Many of the CEOs I work with are in the same situation.  The board knows they need ABM.  They know they need ABM.  But no one’s quite sure what ABM is, and nobody wants to admit it. Hey, I’m a former billion-dollar company CMO and I’m not sure.  So I bought the book to help.  It didn’t.

Let’s have a taste:

And now, with new data, surveys, and customer stories we’ve witnessed, we can see what’s possible when we look at ABM as B2B. In turn, companies that are finding their way and jumping in with their own programs finally can plot where they are on their ABM journey. We call it the B2B Maturity Curve. The curve is simple, yet dynamic. Ask any company if they would prefer to be average or great with their marketing, and you know what they’d say. But they’re not all where they want to be yet. Within this curve is a roadmap outlining the movement from status quo to B2B 2.0 across every key component of ABM marketing, sales, and customer success, making it abundantly clear that most organizations haven’t reached full maturity.

Does that actually say anything?

Nevertheless, there are a lot concepts, quotes, and ideas that I like within the book.  A few examples:

  • The value of marketing is defined by sales.  I wouldn’t say it quite that way, but yes.
  • Some accounts deserve champagne, others sparkling water.  Yes.  As a matter of both company and go-to-market (GTM) strategy, we need to segment the market and then target certain segments [5].  Champagne, to me, is usually part of a long-term, slow nurture program.
  • Your silos should burn to the ground.  I don’t like the passive voice, but yes, sales, marketing, and customer success should all work together closely.  You should burn your silos down.
  • Counting leads for leads’ sake (a so-called vanity metric) is stupid.  Yes.  But only stupid marketers did it.  Strawman. [6].

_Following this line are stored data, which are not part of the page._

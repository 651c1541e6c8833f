/*!
 * Ad splice planning.
 *
 * - `planner`: normalizes classifier output and builds the `SpliceMap`
 * - `map`: the old-to-new timeline mapping, split segments and the video cut list
 */

pub mod map;
pub mod planner;

use serde::{Deserialize, Serialize};

use crate::timeline::TimeSpan;

pub use map::{CutList, SpliceMap, SplicedSegment};
pub use planner::SplicePlanner;

/// Advertisement candidate on the original timeline
#[derive(Debug, Clone, PartialEq, Serialize, Deserialize)]
pub struct AdInterval {
    pub span: TimeSpan,
    /// Classifier confidence in `[0, 1]`
    pub confidence: f32,
    /// Free-form origin of the candidate (classifier name, reason)
    #[serde(default)]
    pub source_tag: String,
}

impl AdInterval {
    pub fn new(start: f64, end: f64, confidence: f32, source_tag: &str) -> Result<Self, crate::errors::PipelineError> {
        Ok(Self {
            span: TimeSpan::new(start, end)?,
            confidence,
            source_tag: source_tag.to_string(),
        })
    }
}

The book is like a stew made with tasty ingredients that don’t come together into a dish.  Overall, I have three issues with the book:

  • ABM is not B2B. ABM is ABM, one type of B2B marketing appropriate in some situations as a function of company and sales strategy.  This blows the book up on the launchpad for me.
  • Marketing can’t be more aligned to ABM than sales. You’re either aligned to sales or you’re not.  If sales is all-in on ABM, great.  If sales is not, then marketing can’t be all-in — and still be aligned with sales.  If forced to choose among alignment targets, marketing should pick sales every time.  Not ABM idol worship.  Another showstopper.
  • It borders on extremism. The book sometimes preaches what I might call fundamentalist ABM [7] – e.g., MQLs are bad, you should get rid of them as a concept and never think about them again.  No, they aren’t.  When ignorant marketers celebrate MQL volume without caring about conversion, that’s bad.  But you don’t need ABM to fix that; you can do so in other ways.

Enough about the book.  Let’s talk about ABM.  Or should I say B2B?  (I’m so confused.)

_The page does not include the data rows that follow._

impl PipelineDriver {
    pub fn new(context: RunContext, collaborators: Collaborators) -> Self {
        Self {
            context: Arc::new(context),
            collaborators,
            progress: None,
        }
    }

    pub fn with_progress(mut self, callback: ProgressCallback) -> Self {
        self.progress = Some(callback);
        self
    }

    pub fn context(&self) -> &RunContext {
        &self.context
    }

    fn notify(&self, event: PipelineProgress) {
        if let Some(callback) = &self.progress {
            callback(event);
        }
    }

    pub async fn run(&self, media: &MediaSource, segments: &SegmentStore) -> Result<RunReport, PipelineError> {
        let started = Instant::now();
        let media_duration = media.duration();
        if media_duration <= 0.0 {
            return Err(PipelineError::InvalidInput(format!("Media {} has no audio", media.id)));
        }
        info!(
            "Starting run for {} ({:.3}s, {} segments)",
            media.id,
            media_duration,
            segments.len()
        );

        let (stems, synthesized, ads) = tokio::join!(
            self.separate_stems(media),
            self.synthesize_segments(media, segments),
            self.classify_ads(media, segments)
        );
        let stems = stems?;
        let (clips, fallbacks) = synthesized?;
        let ads = ads?;

        self.context.cancel.check(Stage::Reconciliation)?;
        self.notify(PipelineProgress::StageStarted(Stage::Reconciliation));
        let reconciler = Arc::new(DurationReconciler::new(&self.context.config.reconcile, stems.sample_rate()));
        let outcome = reconcile_all(
            reconciler,
            segments,
            clips,
            media_duration,
            self.context.concurrency(),
        )
        .await?;
        self.notify(PipelineProgress::StageFinished(Stage::Reconciliation));

        self.context.cancel.check(Stage::Splice)?;
        let splice_map = self.plan_splice(media, segments, &ads)?;

        self.context.cancel.check(Stage::Composition)?;
        self.notify(PipelineProgress::StageStarted(Stage::Composition));
        let track = TimelineCompositor::new(&self.context.config.compose)
            .compose(&stems, &outcome.clips, &splice_map)?
            .with_warnings(outcome.warnings.clone());
        self.notify(PipelineProgress::StageFinished(Stage::Composition));

        let (hits, misses, _) = self.context.cache.stats();
        debug!("Artifact cache: {} hit(s), {} miss(es)", hits, misses);

        Ok(RunReport {
            media_id: media.id.clone(),
            decisions: outcome.clips.iter().map(|c| (c.segment_id, c.decision)).collect(),
            overflow_warnings: outcome.warnings,
            track,
            splice_map,
            fallbacks,
            elapsed: started.elapsed(),
        })
    }

    async fn separate_stems(&self, media: &MediaSource) -> Result<StemPair, PipelineError> {
        self.notify(PipelineProgress::StageStarted(Stage::StemSeparation));
        let content = audio_digest(&media.audio);
        let tag = self.collaborators.separator.cache_tag();
        let stem_key = |kind: &[u8]| {
            Fingerprint::compute(
                &media.id,
                Stage::StemSeparation,
                &[kind, content.as_bytes(), tag.as_bytes()],
            )
        };
        let vocal_key = stem_key(b"vocal".as_slice());
        let background_key = stem_key(b"background".as_slice());

        let cached = self
            .context
            .cache
            .load_audio(&vocal_key)
            .zip(self.context.cache.load_audio(&background_key));
        let stems = match cached {
            Some((vocal, background)) => {
                info!("Using cached stems for {}", media.id);
                StemPair::new(vocal, background)?
            }
            None => {
                let separator = self.collaborators.separator.clone();
                let stems = self
                    .context
                    .retry
                    .run(Stage::StemSeparation, "stem separation", &self.context.cancel, || {
                        let separator = separator.clone();
                        async move { separator.separate(media).await }
                    })
                    .await?;
                self.store_audio(&vocal_key, stems.vocal());
                self.store_audio(&background_key, stems.background());
                stems
            }
        };

        self.notify(PipelineProgress::StageFinished(Stage::StemSeparation));
        Ok(stems)
    }

    async fn classify_ads(&self, media: &MediaSource, segments: &SegmentStore) -> Result<Vec<AdInterval>, PipelineError> {
        self.notify(PipelineProgress::StageStarted(Stage::AdClassification));
        let transcript = serde_json::to_vec(segments)?;
        let tag = self.collaborators.classifier.cache_tag();
        let key = Fingerprint::compute(
            &media.id,
            Stage::AdClassification,
            &[transcript.as_slice(), tag.as_bytes()],
        );

        let ads = match self.context.cache.load_json::<Vec<AdInterval>>(&key) {
            Some(ads) => ads,
            None => {
                let classifier = self.collaborators.classifier.clone();
                let ads = self
                    .context
                    .retry
                    .run(Stage::AdClassification, "ad classification", &self.context.cancel, || {
                        let classifier = classifier.clone();
                        async move { classifier.classify(segments).await }
                    })
                    .await?;
                if let Err(e) = self.context.cache.store_json(&key, &ads) {
                    warn!("Failed to cache ad intervals: {}", e);
                }
                ads
            }
        };

        info!("{} ad candidate(s) for {}", ads.len(), media.id);
        self.notify(PipelineProgress::StageFinished(Stage::AdClassification));
        Ok(ads)
    }

    /// Translate and synthesize every segment with bounded concurrency.
    ///
    /// A segment whose translation or synthesis fails for good is reported
    /// as a fallback and keeps its original voice; only fatal errors such as
    /// cancellation abort the branch.
    async fn synthesize_segments(
        &self,
        media: &MediaSource,
        segments: &SegmentStore,
    ) -> Result<(Vec<SynthesizedClip>, Vec<SegmentFallback>), PipelineError> {
        self.notify(PipelineProgress::StageStarted(Stage::Synthesis));
        let total = segments.len();
        let completed = AtomicUsize::new(0);

        let results: Vec<(SegmentId, Result<SynthesizedClip, PipelineError>)> = stream::iter(segments.iter())
            .map(|segment| {
                let completed = &completed;
                async move {
                    let result = self.process_segment(media, segment).await;
                    let done = completed.fetch_add(1, Ordering::SeqCst) + 1;
                    self.notify(PipelineProgress::SegmentFinished { completed: done, total });
                    (segment.id, result)
                }
            })
            .buffer_unordered(self.context.concurrency())
            .collect()
            .await;

        let mut clips = Vec::with_capacity(total);
        let mut fallbacks = Vec::new();
        for (segment_id, result) in results {
            match result {
                Ok(clip) => clips.push(clip),
                Err(e) if e.is_fatal() => return Err(e),
                Err(e) => {
                    let stage = match &e {
                        PipelineError::StageFailed { stage, .. } => *stage,
                        _ => Stage::Synthesis,
                    };
                    warn!("Segment {} keeps its original audio: {}", segment_id, e);
                    fallbacks.push(SegmentFallback {
                        segment_id,
                        stage,
                        reason: e.to_string(),
                    });
                }
            }
        }
        clips.sort_by_key(|c| c.segment_id);
        fallbacks.sort_by_key(|f| f.segment_id);

        info!(
            "Synthesized {} of {} segment(s), {} fallback(s)",
            clips.len(),
            total,
            fallbacks.len()
        );
        self.notify(PipelineProgress::StageFinished(Stage::Synthesis));
        Ok((clips, fallbacks))
    }

    async fn process_segment(
        &self,
        media: &MediaSource,
        segment: &TranscriptSegment,
    ) -> Result<SynthesizedClip, PipelineError> {
        self.context.cancel.check(Stage::Translation)?;
        let text = self.translate(media, segment).await?;
        if text.trim().is_empty() {
            return Err(PipelineError::StageFailed {
                stage: Stage::Translation,
                reason: format!("Empty translation for segment {}", segment.id),
            });
        }

        self.context.cancel.check(Stage::Synthesis)?;
        let voice = &self.context.config.pipeline.voice_profile;
        let id = segment.id.to_string();
        let tag = self.collaborators.synthesizer.cache_tag(segment.id);
        let key = Fingerprint::compute(
            &media.id,
            Stage::Synthesis,
            &[id.as_bytes(), text.as_bytes(), voice.as_bytes(), tag.as_bytes()],
        );
        if let Some(audio) = self.context.cache.load_audio(&key) {
            return Ok(SynthesizedClip::new(segment.id, audio.samples, audio.sample_rate));
        }

        let synthesizer = self.collaborators.synthesizer.clone();
        let label = format!("synthesis of segment {}", segment.id);
        let clip = self
            .context
            .retry
            .run(Stage::Synthesis, &label, &self.context.cancel, || {
                let synthesizer = synthesizer.clone();
                let text = text.clone();
                async move { synthesizer.synthesize(segment.id, &text, voice).await }
            })
            .await?;

        if clip.segment_id != segment.id {
            return Err(PipelineError::StageFailed {
                stage: Stage::Synthesis,
                reason: format!("Synthesizer returned segment {} for {}", clip.segment_id, segment.id),
            });
        }
        self.store_audio(&key, &AudioBuffer::new(clip.audio_samples.clone(), clip.sample_rate));
        Ok(clip)
    }

    /// Existing translations are used as-is; the rest go to the translator
    async fn translate(&self, media: &MediaSource, segment: &TranscriptSegment) -> Result<String, PipelineError> {
        if segment.is_translated() {
            return Ok(segment.translated_text.clone());
        }

        let id = segment.id.to_string();
        let tag = self.collaborators.translator.cache_tag();
        let key = Fingerprint::compute(
            &media.id,
            Stage::Translation,
            &[id.as_bytes(), segment.source_text.as_bytes(), tag.as_bytes()],
        );
        if let Some(text) = self.context.cache.load_json::<String>(&key) {
            return Ok(text);
        }

        let translator = self.collaborators.translator.clone();
        let label = format!("translation of segment {}", segment.id);
        let text = self
            .context
            .retry
            .run(Stage::Translation, &label, &self.context.cancel, || {
                let translator = translator.clone();
                async move { translator.translate(segment).await }
            })
            .await?;

        if let Err(e) = self.context.cache.store_json(&key, &text) {
            warn!("Failed to cache translation of segment {}: {}", segment.id, e);
        }
        Ok(text)
    }

    fn plan_splice(
        &self,
        media: &MediaSource,
        segments: &SegmentStore,
        ads: &[AdInterval],
    ) -> Result<SpliceMap, PipelineError> {
        self.notify(PipelineProgress::StageStarted(Stage::Splice));
        let config = &self.context.config.splice;
        let transcript = serde_json::to_vec(segments)?;
        let intervals = serde_json::to_vec(ads)?;
        let settings = serde_json::to_vec(config)?;
        let duration = media.duration().to_le_bytes();
        let key = Fingerprint::compute(
            &media.id,
            Stage::Splice,
            &[
                transcript.as_slice(),
                intervals.as_slice(),
                settings.as_slice(),
                duration.as_slice(),
            ],
        );

        let map = match self.context.cache.load_json::<SpliceMap>(&key) {
            Some(map) => {
                map.verify()?;
                map
            }
            None => {
                let map = SplicePlanner::new(config).plan(segments, ads, media.duration())?;
                if let Err(e) = self.context.cache.store_json(&key, &map) {
                    warn!("Failed to cache splice map: {}", e);
                }
                map
            }
        };

        self.notify(PipelineProgress::StageFinished(Stage::Splice));
        Ok(map)
    }

    fn store_audio(&self, key: &Fingerprint, audio: &AudioBuffer) {
        if let Err(e) = self.context.cache.store_audio(key, audio) {
            warn!("Failed to cache {} artifact: {}", key.stage(), e);
        }
    }
}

My Thoughts on Account-Based Marketing
Here’s my favorite quote on ABM, from a CRO friend:

“If what you mean by ABM is that we should start picking our customers instead of them picking us, then I am in favor.”

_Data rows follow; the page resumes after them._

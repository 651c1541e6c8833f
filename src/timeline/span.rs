use std::fmt;

use serde::{Deserialize, Serialize};

use crate::errors::PipelineError;

use super::TIME_EPSILON;

/// Half-open time interval `[start, end)` in seconds
#[derive(Debug, Clone, Copy, PartialEq, Serialize, Deserialize)]
#[serde(try_from = "RawTimeSpan")]
pub struct TimeSpan {
    pub start: f64,
    pub end: f64,
}

#[derive(Deserialize)]
struct RawTimeSpan {
    start: f64,
    end: f64,
}

impl TryFrom<RawTimeSpan> for TimeSpan {
    type Error = PipelineError;

    fn try_from(raw: RawTimeSpan) -> Result<Self, Self::Error> {
        TimeSpan::new(raw.start, raw.end)
    }
}

impl TimeSpan {
    /// Create a span, rejecting negative, empty and non-finite intervals
    pub fn new(start: f64, end: f64) -> Result<Self, PipelineError> {
        if !start.is_finite() || !end.is_finite() {
            return Err(PipelineError::InvalidInput(format!(
                "Non-finite time span: {} -> {}",
                start, end
            )));
        }
        if start < 0.0 {
            return Err(PipelineError::InvalidInput(format!(
                "Time span starts before zero: {:.3}s",
                start
            )));
        }
        if end <= start {
            return Err(PipelineError::InvalidInput(format!(
                "Time span has no positive duration: {:.3}s -> {:.3}s",
                start, end
            )));
        }
        Ok(Self { start, end })
    }

    /// Build a span from bounds the caller has already ordered
    pub(crate) fn from_ordered(start: f64, end: f64) -> Self {
        debug_assert!(end > start, "unordered span {} -> {}", start, end);
        Self { start, end }
    }

    pub fn duration(&self) -> f64 {
        self.end - self.start
    }

    /// Whether `t` lies in `[start, end)`
    pub fn contains(&self, t: f64) -> bool {
        t >= self.start && t < self.end
    }

    pub fn overlaps(&self, other: &TimeSpan) -> bool {
        self.start < other.end - TIME_EPSILON && other.start < self.end - TIME_EPSILON
    }

    /// Common part of two spans, if it has positive length
    pub fn intersection(&self, other: &TimeSpan) -> Option<TimeSpan> {
        let start = self.start.max(other.start);
        let end = self.end.min(other.end);
        if end - start > TIME_EPSILON {
            Some(TimeSpan::from_ordered(start, end))
        } else {
            None
        }
    }

    /// Silence between the end of this span and the start of `next`
    pub fn gap_to(&self, next: &TimeSpan) -> f64 {
        (next.start - self.end).max(0.0)
    }
}

impl fmt::Display for TimeSpan {
    fn fmt(&self, f: &mut fmt::Formatter<'_>) -> fmt::Result {
        write!(f, "[{:.3}s - {:.3}s]", self.start, self.end)
    }
}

Here’s what I often see going wrong with ABM in startups:

  • The board wants it because they want to be helpful, even if they’re not quite sure what it is.
  • The CEO wants it because, well, the board wants it and more focus sounds like a good idea.
  • The CRO doesn’t really want it (think:  don’t fence me in) but grew up in sales and is savvy enough to nod their head in all the right places during discussions.
  • The CMO wants it because the CEO does, it’s a cool marketing buzzword, and a good thing to have on the resume.

What gets implemented is a hybrid where every department does a little ABM.  Salesops whips up an ideal customer profile (ICP), usually not terribly mathematically [8], and a target account list that’s often way too long.  Marketing does some ABM-style programs, such as selective website customization, personalized direct mail, and ad retargeting.  SDRs perform target account research and account-focused outbound.  Sales assigns “focus accounts,” perhaps 10 to 30 per salesrep, so each rep has both a territory and a list of of focus accounts.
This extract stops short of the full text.